TASK:
All of the records must come back exactly as they were given.

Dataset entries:
────────────────

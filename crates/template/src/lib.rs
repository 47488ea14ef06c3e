//! Template layer for Stratus
//!
//! This crate turns raw template text into a [`TemplateTree`] and defines the
//! [`ResourceResolver`] seam the stack lifecycle drives:
//! - [`parse_template`]: JSON first, YAML on syntax-class failure
//! - [`ResourceResolver`]: create / update / delete resources, resolve outputs
//! - [`SimulatedResolver`]: in-memory resolver used by default

#![warn(missing_docs)]
#![warn(clippy::all)]

pub mod error;
pub mod parser;
pub mod resolver;
pub mod simulated;

pub use error::{ResolveError, TemplateError};
pub use parser::{parse_template, TemplateFormat, TemplateTree};
pub use resolver::{
    Output, OutputMap, ResolveContext, ResolvedResource, ResourceMap, ResourceResolver,
    ResourceState,
};
pub use simulated::SimulatedResolver;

────────────────

EXERCISE OUTPUT:
filename crates/template/src/lib.rs
repository 47488ea14ef06c3e
//! Template layer for Stratus
//!
//! This crate turns raw template text into a [`TemplateTree`] and defines the
//! [`ResourceResolver`] seam the stack lifecycle drives:
//! - [`parse_template`]: JSON first, YAML on syntax-class failure
//! - [`ResourceResolver`]: create / update / delete resources, resolve outputs
//! - [`SimulatedResolver`]: in-memory resolver used by default

#![warn(missing_docs)]
#![warn(clippy::all)]

pub mod error;
pub mod parser;
pub mod resolver;
pub mod simulated;

pub use error::{ResolveError, TemplateError};
pub use parser::{parse_template, TemplateFormat, TemplateTree};
pub use resolver::{
    Output, OutputMap, ResolveContext, ResolvedResource, ResourceMap, ResourceResolver,
    ResourceState,
};
pub use simulated::SimulatedResolver;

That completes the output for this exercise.